Recipe post by Megan Metropulos, MS, RD, LDN

Ever feel like you’re stuck in a brown rice rut? Yep, my hand is raised. You want to make sure you’re getting a slow digesting, complex carb at lunch to hold you over throughout the day but what else is out there? Face it– you’re probably getting sick of quinoa too. How about barley, whole grain couscous, farro, or teff? Have you tried black rice or red rice? Boring brown rice isn’t your only option.

These Greek Barley Bowls combine some of my favorite Mediterranean flavors with chewy, nutty barley. Don’t let the ingredients list scare you, because many of them are pantry staples. In fact, the only ‘new-to-my-pantry’ ingredients were barley and tahini. Not familiar with either? Let me give you a quick rundown:

tahini.and.barley

Barley:

Barley is the king of fiber among whole-grains. Unlike most other grains, barley has fiber in all of its layers, not just the outermost bran.  It’s beneficial for blood sugar, blood pressure, and cholesterol levels. Bonus: it also helps promote satiety!

Pearled barley is common, but most of its beneficial bran layer has been removed. Look for hulled or hull-less barley to make sure you’re getting the whole grain. Many regular grocery stores carry this variety, but it may be in the health food aisle instead of next to other grains.

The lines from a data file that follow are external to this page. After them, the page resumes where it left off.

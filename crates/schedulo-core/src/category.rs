//! Life-area categories shared by activity events and mood reports.

use std::fmt;
use std::str::FromStr;

use serde::{Deserialize, Serialize};

use crate::error::ValidationError;

/// Persisted by upper-case name (`"ACADEMIC"`); parsing ignores case.
#[derive(Debug, Clone, Copy, PartialEq, Eq, Hash, PartialOrd, Ord, Serialize, Deserialize)]
#[serde(rename_all = "SCREAMING_SNAKE_CASE", try_from = "String")]
pub enum Category {
    Academic,
    Health,
    Other,
    Personal,
    Social,
    Spiritual,
    Work,
}

impl Category {
    pub const ALL: [Category; 7] = [
        Category::Academic,
        Category::Health,
        Category::Other,
        Category::Personal,
        Category::Social,
        Category::Spiritual,
        Category::Work,
    ];

    /// Upper-case persisted name.
    pub fn name(self) -> &'static str {
        match self {
            Category::Academic => "ACADEMIC",
            Category::Health => "HEALTH",
            Category::Other => "OTHER",
            Category::Personal => "PERSONAL",
            Category::Social => "SOCIAL",
            Category::Spiritual => "SPIRITUAL",
            Category::Work => "WORK",
        }
    }

    /// Title-case name for display.
    pub fn label(self) -> &'static str {
        match self {
            Category::Academic => "Academic",
            Category::Health => "Health",
            Category::Other => "Other",
            Category::Personal => "Personal",
            Category::Social => "Social",
            Category::Spiritual => "Spiritual",
            Category::Work => "Work",
        }
    }
}

impl fmt::Display for Category {
    fn fmt(&self, f: &mut fmt::Formatter<'_>) -> fmt::Result {
        f.write_str(self.label())
    }
}

impl FromStr for Category {
    type Err = ValidationError;

    fn from_str(s: &str) -> Result<Self, Self::Err> {
        Category::ALL
            .into_iter()
            .find(|c| c.name().eq_ignore_ascii_case(s.trim()))
            .ok_or_else(|| ValidationError::UnknownVariant {
                kind: "category",
                value: s.to_string(),
            })
    }
}

impl TryFrom<String> for Category {
    type Error = ValidationError;

    fn try_from(value: String) -> Result<Self, Self::Error> {
        value.parse()
    }
}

Hull-less barley takes longer to cook, but the rest of the components come together quickly. They can be prepped while the barley simmers away. If you want to make a big batch of barley, the leftovers can be added to soups or swapped out for your morning oatmeal (try reheating the barley with a splash of milk and topping with fruit, nuts, and a drizzle of honey!).

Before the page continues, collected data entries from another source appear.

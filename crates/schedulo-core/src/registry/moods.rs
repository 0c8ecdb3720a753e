use std::collections::BTreeMap;
use std::sync::{PoisonError, RwLock};

use chrono::NaiveDate;

use crate::mood::MoodReport;

/// At most one mood report per calendar date.
#[derive(Debug, Default)]
pub struct MoodReports {
    reports: RwLock<BTreeMap<NaiveDate, MoodReport>>,
}

impl MoodReports {
    pub fn new() -> Self {
        Self::default()
    }

    /// Records the report for `date`, replacing an existing one.
    pub fn add(&self, date: NaiveDate, report: MoodReport) {
        self.reports
            .write()
            .unwrap_or_else(PoisonError::into_inner)
            .insert(date, report);
    }

    pub fn get(&self, date: NaiveDate) -> Option<MoodReport> {
        self.reports
            .read()
            .unwrap_or_else(PoisonError::into_inner)
            .get(&date)
            .cloned()
    }

    pub fn has(&self, date: NaiveDate) -> bool {
        self.reports
            .read()
            .unwrap_or_else(PoisonError::into_inner)
            .contains_key(&date)
    }

    /// Removes and returns the report for `date`.
    pub fn remove(&self, date: NaiveDate) -> Option<MoodReport> {
        self.reports
            .write()
            .unwrap_or_else(PoisonError::into_inner)
            .remove(&date)
    }

    /// Every report, oldest date first.
    pub fn get_all(&self) -> BTreeMap<NaiveDate, MoodReport> {
        self.reports
            .read()
            .unwrap_or_else(PoisonError::into_inner)
            .clone()
    }

    pub fn len(&self) -> usize {
        self.reports.read().unwrap_or_else(PoisonError::into_inner).len()
    }

    pub fn is_empty(&self) -> bool {
        self.len() == 0
    }

    pub fn clear(&self) {
        self.reports
            .write()
            .unwrap_or_else(PoisonError::into_inner)
            .clear();
    }
}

You can read more about the health benefits of barley here and here.

As a side-note: If you’re working on increasing the amount of fiber you eat, do so gradually and make sure you’re also drinking enough fluid.

Tahini:

Every time I eat tahini sauce, I wonder why I don’t have it more often. What’s not to love about a creamy sauce packed with healthy fat?! Tahini also provides thiamin, magnesium, phosphorus, iron, and calcium.

Tahini is simply ground sesame seeds. You’ve had it before even if you don’t know it… it’s one of the main ingredients in hummus! Here, we mix it with olive oil, lemon juice, spices, and water to make a magical sauce that you’ll want to drizzle on everything. It also makes a great veggie dip. You easily can find it at Trader Joes or in the “international” aisle in most grocery stores.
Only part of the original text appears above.